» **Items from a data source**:
####################
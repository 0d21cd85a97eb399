mod cli;
mod commands;
mod config;
mod error;
mod logging;
mod ui;
mod utils;

use crate::cli::{Cli, Commands};
use crate::error::{CliError, Result};
use crate::ui::UiManager;
use clap::Parser;
use tokio::task;
use tracing::{debug, error, info, warn};

#[tokio::main]
async fn main() {
    if let Err(e) = run_app().await {
        eprintln!("\n❌ Error: {}", e);
        std::process::exit(1);
    }
}

async fn run_app() -> Result<()> {
    let cli = Cli::parse();

    let (ui_manager, ui_sender, shutdown_sender) = UiManager::new();
    let ui_handle = task::spawn(ui_manager.run());

    logging::setup_logging(
        cli.verbose,
        cli.quiet,
        cli.log_file.as_deref(),
        ui_sender.clone(),
    )?;

    let (panic_hook, eyre_hook) = color_eyre::config::HookBuilder::default().into_hooks();
    eyre_hook.install().map_err(|e| CliError::Other(e.into()))?;
    std::panic::set_hook(Box::new(move |pi| {
        error!("{}", panic_hook.panic_report(pi));
    }));

    let command_result = async {
        info!("hpfold CLI v{} starting up.", env!("CARGO_PKG_VERSION"));
        debug!("Full CLI arguments parsed: {:?}", &cli);

        if let Some(num_threads) = cli.threads {
            info!("Setting Rayon global thread pool to {} threads.", num_threads);
            rayon::ThreadPoolBuilder::new()
                .num_threads(num_threads)
                .build_global()
                .map_err(|e| {
                    CliError::Other(anyhow::anyhow!("Failed to build global thread pool: {}", e))
                })?;
        }

        match cli.command {
            Commands::Fold(args) => {
                info!("Dispatching to 'fold' command.");
                commands::fold::run(args, ui_sender).await
            }
            Commands::Score(args) => {
                info!("Dispatching to 'score' command.");
                commands::score::run(args).await
            }
        }
    }
    .await;

    match &command_result {
        Ok(()) => info!("Command completed successfully."),
        Err(e) => error!("Command failed: {}", e),
    }

    if shutdown_sender.send(true).is_err() {
        warn!("UI manager may have already exited before shutdown signal.");
    }
    ui_handle
        .await
        .map_err(|e| CliError::Other(anyhow::anyhow!("UI manager task failed: {}", e)))?;

    command_result
}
####################
» **Assignment**: Going back to the entries above, set down exactly the lines that begin at the one with "mod config;" and end at the one with "rayon::ThreadPoolBuilder::new()", both included, and nothing else.

» **Reply to the exercise**:
mod config;
mod error;
mod logging;
mod ui;
mod utils;

use crate::cli::{Cli, Commands};
use crate::error::{CliError, Result};
use crate::ui::UiManager;
use clap::Parser;
use tokio::task;
use tracing::{debug, error, info, warn};

#[tokio::main]
async fn main() {
    if let Err(e) = run_app().await {
        eprintln!("\n❌ Error: {}", e);
        std::process::exit(1);
    }
}

async fn run_app() -> Result<()> {
    let cli = Cli::parse();

    let (ui_manager, ui_sender, shutdown_sender) = UiManager::new();
    let ui_handle = task::spawn(ui_manager.run());

    logging::setup_logging(
        cli.verbose,
        cli.quiet,
        cli.log_file.as_deref(),
        ui_sender.clone(),
    )?;

    let (panic_hook, eyre_hook) = color_eyre::config::HookBuilder::default().into_hooks();
    eyre_hook.install().map_err(|e| CliError::Other(e.into()))?;
    std::panic::set_hook(Box::new(move |pi| {
        error!("{}", panic_hook.panic_report(pi));
    }));

    let command_result = async {
        info!("hpfold CLI v{} starting up.", env!("CARGO_PKG_VERSION"));
        debug!("Full CLI arguments parsed: {:?}", &cli);

        if let Some(num_threads) = cli.threads {
            info!("Setting Rayon global thread pool to {} threads.", num_threads);
            rayon::ThreadPoolBuilder::new()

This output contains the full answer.